Creating Learning Objectives Is Critical Initial Step in Planning a Program and Assessing Learning
ISU Extension and Outreach’s primary product is research-based programs. As an initial first step in planning a quality program, it is important to begin with the end in mind; create program learning objectives that align with the program’s intended outcomes.
When developing learning objectives, it is helpful to remember the acronym SMART. Learning objectives should be:
S = specific.
M = measureable.
A = action-oriented/attainable.
R = realistic/relevant.
T = timely/time oriented.
Ideally, research-based programs and corresponding learning objectives should address multiple levels of learning (e.g., remembering, understanding, applying). Bloom’s Taxonomy, which will be discussed in next month’s Program Evaluation Update article, is an exceptional tool to help develop lower to higher level action-oriented learning and critical thinking objectives.
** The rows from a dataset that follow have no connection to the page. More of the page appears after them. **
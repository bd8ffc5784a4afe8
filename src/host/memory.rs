//! In-memory host tree
//!
//! `MemoryHost` is an arena of host nodes that records every mutation it
//! receives. It backs headless rendering and lets reconciliation be asserted
//! on exactly (which nodes moved, which survived, which were recreated).
//!
//! Released slots are reused. A handle carries the generation of its slot,
//! so a stale handle never reaches the node that took its place. The
//! mutation log is unbounded until drained with
//! [`MemoryHost::take_mutations`] or [`MemoryHost::clear_mutations`].

use compact_str::CompactString;
use tracing::{trace, warn};

use super::{HostId, HostTree};
use crate::attr::{AttrKey, AttrValue, Attrs, AttrsExt, ClassList, Styles};
use crate::event::{Event, Handler, Listeners};

// =============================================================================
// HostNode
// =============================================================================

/// Kind of a live host node
#[derive(Debug, Clone, PartialEq, Eq)]
pub enum HostNodeKind {
    Element { tag: CompactString },
    Text { value: String },
}

/// A live node in a [`MemoryHost`]
#[derive(Debug, Clone)]
pub struct HostNode {
    pub kind: HostNodeKind,
    pub parent: Option<HostId>,
    pub children: Vec<HostId>,
    pub attrs: Attrs,
    pub classes: ClassList,
    pub styles: Styles,
    pub listeners: Listeners,
}

impl HostNode {
    fn new(kind: HostNodeKind) -> Self {
        Self {
            kind,
            parent: None,
            children: Vec::new(),
            attrs: Attrs::new(),
            classes: ClassList::new(),
            styles: Styles::new(),
            listeners: Listeners::new(),
        }
    }

    /// Tag name, if this is an element
    pub fn tag(&self) -> Option<&str> {
        match &self.kind {
            HostNodeKind::Element { tag } => Some(tag),
            HostNodeKind::Text { .. } => None,
        }
    }
}

// =============================================================================
// Mutation log
// =============================================================================

/// A single recorded host mutation
#[derive(Debug, Clone, PartialEq)]
pub enum Mutation {
    CreateElement { node: HostId, tag: CompactString },
    CreateText { node: HostId, value: String },
    Insert { parent: HostId, child: HostId, index: Option<usize> },
    Remove { node: HostId },
    SetText { node: HostId, value: String },
    SetAttribute { node: HostId, name: AttrKey, value: AttrValue },
    RemoveAttribute { node: HostId, name: AttrKey },
    AddClass { node: HostId, token: CompactString },
    RemoveClass { node: HostId, token: CompactString },
    SetStyle { node: HostId, name: AttrKey, value: CompactString },
    RemoveStyle { node: HostId, name: AttrKey },
    AddListener { node: HostId, event: AttrKey },
    RemoveListener { node: HostId, event: AttrKey },
}

impl Mutation {
    /// Check if this mutation creates a host node
    pub fn is_create(&self) -> bool {
        matches!(self, Self::CreateElement { .. } | Self::CreateText { .. })
    }

    /// Check if this mutation releases a host node
    pub fn is_remove(&self) -> bool {
        matches!(self, Self::Remove { .. })
    }
}

// =============================================================================
// MemoryHost
// =============================================================================

/// Arena slot, bumped to a new generation each time it is reused
#[derive(Debug)]
struct Slot {
    generation: u32,
    node: Option<HostNode>,
}

/// Arena-backed host tree with a mutation log
#[derive(Debug, Default)]
pub struct MemoryHost {
    slots: Vec<Slot>,
    free: Vec<u32>,
    log: Vec<Mutation>,
}

impl MemoryHost {
    /// Create an empty host
    pub fn new() -> Self {
        Self::default()
    }

    /// Create a detached root element without logging it
    pub fn create_root(&mut self, tag: &str) -> HostId {
        let id = self.alloc(HostNodeKind::Element { tag: tag.into() });
        trace!(node = %id, tag, "create root");
        id
    }

    /// Get a live node
    pub fn node(&self, id: HostId) -> Option<&HostNode> {
        self.slot(id).and_then(|slot| slot.node.as_ref())
    }

    /// Check if a handle refers to a live node
    pub fn is_live(&self, id: HostId) -> bool {
        self.node(id).is_some()
    }

    /// Number of live nodes
    pub fn live_count(&self) -> usize {
        self.slots.iter().filter(|slot| slot.node.is_some()).count()
    }

    /// Number of arena slots, live or free
    pub fn arena_len(&self) -> usize {
        self.slots.len()
    }

    /// Children of a node (empty for released nodes)
    pub fn children(&self, id: HostId) -> &[HostId] {
        self.node(id).map_or(&[][..], |n| n.children.as_slice())
    }

    /// Parent of a node
    pub fn parent(&self, id: HostId) -> Option<HostId> {
        self.node(id).and_then(|n| n.parent)
    }

    /// Attribute value of an element
    pub fn attribute(&self, id: HostId, name: &str) -> Option<&AttrValue> {
        self.node(id).and_then(|n| n.attrs.get_attr(name))
    }

    /// Check if an element carries a class token
    pub fn has_class(&self, id: HostId, token: &str) -> bool {
        self.node(id).is_some_and(|n| n.classes.contains(token))
    }

    /// Inline style value of an element
    pub fn style(&self, id: HostId, name: &str) -> Option<&str> {
        self.node(id).and_then(|n| n.styles.get_attr(name)).map(CompactString::as_str)
    }

    /// Number of handlers bound for an event
    pub fn listener_count(&self, id: HostId, event: &str) -> usize {
        self.node(id)
            .map_or(0, |n| n.listeners.iter().filter(|(e, _)| e == event).count())
    }

    /// Concatenated text of all descendant text nodes
    pub fn text_content(&self, id: HostId) -> String {
        let mut out = String::new();
        self.collect_text(id, &mut out);
        out
    }

    fn collect_text(&self, id: HostId, out: &mut String) {
        let Some(node) = self.node(id) else { return };
        match &node.kind {
            HostNodeKind::Text { value } => out.push_str(value),
            HostNodeKind::Element { .. } => {
                for &child in &node.children {
                    self.collect_text(child, out);
                }
            }
        }
    }

    /// Dispatch an event to the handlers bound on a node.
    ///
    /// Returns the number of handlers invoked.
    pub fn fire(&self, id: HostId, event: &str) -> usize {
        self.fire_event(&Event::new(event, id))
    }

    /// Dispatch a prepared event to the handlers bound on its target
    pub fn fire_event(&self, event: &Event) -> usize {
        let Some(node) = self.node(event.target) else {
            return 0;
        };
        let handlers: Vec<Handler> = node
            .listeners
            .iter()
            .filter(|(e, _)| *e == event.name)
            .map(|(_, h)| h.clone())
            .collect();
        for handler in &handlers {
            handler.call(event);
        }
        handlers.len()
    }

    /// Recorded mutations since the last drain
    pub fn mutations(&self) -> &[Mutation] {
        &self.log
    }

    /// Drain the mutation log
    pub fn take_mutations(&mut self) -> Vec<Mutation> {
        std::mem::take(&mut self.log)
    }

    /// Clear the mutation log
    pub fn clear_mutations(&mut self) {
        self.log.clear();
    }

    // ─────────────────────────────────────────────────────────────────────────
    // Internals
    // ─────────────────────────────────────────────────────────────────────────

    /// Pack a slot index and generation into a handle
    fn handle(index: u32, generation: u32) -> HostId {
        HostId::from_raw((u64::from(generation) << 32) | u64::from(index))
    }

    /// Split a handle into slot index and generation
    fn unpack(id: HostId) -> (usize, u32) {
        let raw = id.as_raw();
        ((raw & u64::from(u32::MAX)) as usize, (raw >> 32) as u32)
    }

    fn slot(&self, id: HostId) -> Option<&Slot> {
        let (index, generation) = Self::unpack(id);
        self.slots.get(index).filter(|slot| slot.generation == generation)
    }

    fn slot_mut(&mut self, id: HostId) -> Option<&mut Slot> {
        let (index, generation) = Self::unpack(id);
        self.slots.get_mut(index).filter(|slot| slot.generation == generation)
    }

    fn alloc(&mut self, kind: HostNodeKind) -> HostId {
        let node = Some(HostNode::new(kind));
        if let Some(index) = self.free.pop() {
            if let Some(slot) = self.slots.get_mut(index as usize) {
                slot.generation = slot.generation.wrapping_add(1);
                slot.node = node;
                return Self::handle(index, slot.generation);
            }
        }

        let index = self.slots.len() as u32;
        self.slots.push(Slot { generation: 0, node });
        Self::handle(index, 0)
    }

    fn live_mut(&mut self, id: HostId, op: &'static str) -> Option<&mut HostNode> {
        let node = self.slot_mut(id).and_then(|slot| slot.node.as_mut());
        if node.is_none() {
            warn!(node = %id, op, "host call on released node");
        }
        node
    }

    fn detach(&mut self, id: HostId) {
        let Some(parent) = self.parent(id) else { return };
        if let Some(p) = self.live_mut(parent, "detach") {
            p.children.retain(|&c| c != id);
        }
        if let Some(n) = self.live_mut(id, "detach") {
            n.parent = None;
        }
    }

    fn release(&mut self, id: HostId) {
        let Some(node) = self.slot_mut(id).and_then(|slot| slot.node.take()) else {
            return;
        };
        self.free.push(Self::unpack(id).0 as u32);
        for child in node.children {
            self.release(child);
        }
    }
}

impl HostTree for MemoryHost {
    fn create_element(&mut self, tag: &str) -> HostId {
        let id = self.alloc(HostNodeKind::Element { tag: tag.into() });
        trace!(node = %id, tag, "create element");
        self.log.push(Mutation::CreateElement { node: id, tag: tag.into() });
        id
    }

    fn create_text(&mut self, value: &str) -> HostId {
        let id = self.alloc(HostNodeKind::Text { value: value.to_string() });
        trace!(node = %id, "create text");
        self.log.push(Mutation::CreateText { node: id, value: value.to_string() });
        id
    }

    fn insert(&mut self, parent: HostId, child: HostId, index: Option<usize>) {
        if !self.is_live(child) || !self.is_live(parent) {
            warn!(%parent, %child, "insert with released node");
            return;
        }
        self.detach(child);
        if let Some(p) = self.live_mut(parent, "insert") {
            let at = index.map_or(p.children.len(), |i| i.min(p.children.len()));
            p.children.insert(at, child);
        }
        if let Some(c) = self.live_mut(child, "insert") {
            c.parent = Some(parent);
        }
        trace!(%parent, %child, ?index, "insert");
        self.log.push(Mutation::Insert { parent, child, index });
    }

    fn remove(&mut self, node: HostId) {
        if !self.is_live(node) {
            warn!(%node, "remove of released node");
            return;
        }
        self.detach(node);
        self.release(node);
        trace!(%node, "remove");
        self.log.push(Mutation::Remove { node });
    }

    fn index_of(&self, parent: HostId, child: HostId) -> Option<usize> {
        self.children(parent).iter().position(|&c| c == child)
    }

    fn set_text(&mut self, node: HostId, value: &str) {
        if let Some(HostNode { kind: HostNodeKind::Text { value: current }, .. }) =
            self.live_mut(node, "set_text")
        {
            *current = value.to_string();
            self.log.push(Mutation::SetText { node, value: value.to_string() });
        }
    }

    fn set_attribute(&mut self, node: HostId, name: &str, value: &AttrValue) {
        if value.is_absent() {
            self.remove_attribute(node, name);
            return;
        }
        if let Some(n) = self.live_mut(node, "set_attribute") {
            n.attrs.set_attr(name, value.clone());
            self.log.push(Mutation::SetAttribute {
                node,
                name: name.into(),
                value: value.clone(),
            });
        }
    }

    fn remove_attribute(&mut self, node: HostId, name: &str) {
        if let Some(n) = self.live_mut(node, "remove_attribute") {
            n.attrs.remove_attr(name);
            self.log.push(Mutation::RemoveAttribute { node, name: name.into() });
        }
    }

    fn add_class(&mut self, node: HostId, token: &str) {
        if let Some(n) = self.live_mut(node, "add_class") {
            n.classes.add(token);
            self.log.push(Mutation::AddClass { node, token: token.into() });
        }
    }

    fn remove_class(&mut self, node: HostId, token: &str) {
        if let Some(n) = self.live_mut(node, "remove_class") {
            n.classes = n.classes.tokens().iter().filter(|t| *t != token).collect();
            self.log.push(Mutation::RemoveClass { node, token: token.into() });
        }
    }

    fn set_style(&mut self, node: HostId, name: &str, value: &str) {
        if let Some(n) = self.live_mut(node, "set_style") {
            n.styles.set_attr(name, value.into());
            self.log.push(Mutation::SetStyle {
                node,
                name: name.into(),
                value: value.into(),
            });
        }
    }

    fn remove_style(&mut self, node: HostId, name: &str) {
        if let Some(n) = self.live_mut(node, "remove_style") {
            n.styles.remove_attr(name);
            self.log.push(Mutation::RemoveStyle { node, name: name.into() });
        }
    }

    fn add_listener(&mut self, node: HostId, event: &str, handler: &Handler) {
        if let Some(n) = self.live_mut(node, "add_listener") {
            n.listeners.push((event.into(), handler.clone()));
            self.log.push(Mutation::AddListener { node, event: event.into() });
        }
    }

    fn remove_listener(&mut self, node: HostId, event: &str, handler: &Handler) {
        if let Some(n) = self.live_mut(node, "remove_listener") {
            if let Some(pos) = n
                .listeners
                .iter()
                .position(|(e, h)| e == event && h.ptr_eq(handler))
            {
                n.listeners.remove(pos);
            }
            self.log.push(Mutation::RemoveListener { node, event: event.into() });
        }
    }
}

// =============================================================================
// Tests
// =============================================================================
Consider the following example of a personal learning objective: Is it SMART?
Over the next 120 days, I will implement two strategies for managing my work time that will allow a 6:00 p.m. arrival home time, three days per work week, to achieve a better work-life balance.
Call to Action: Take time to practice writing SMART objectives for a new program you are developing. Several resources were created by the Centers for Disease Control and Prevention to assist in writing SMART objectives. The resources are Evaluation Briefs: Writing SMART Objectives and Evaluation Guide: Writing SMART Objectives.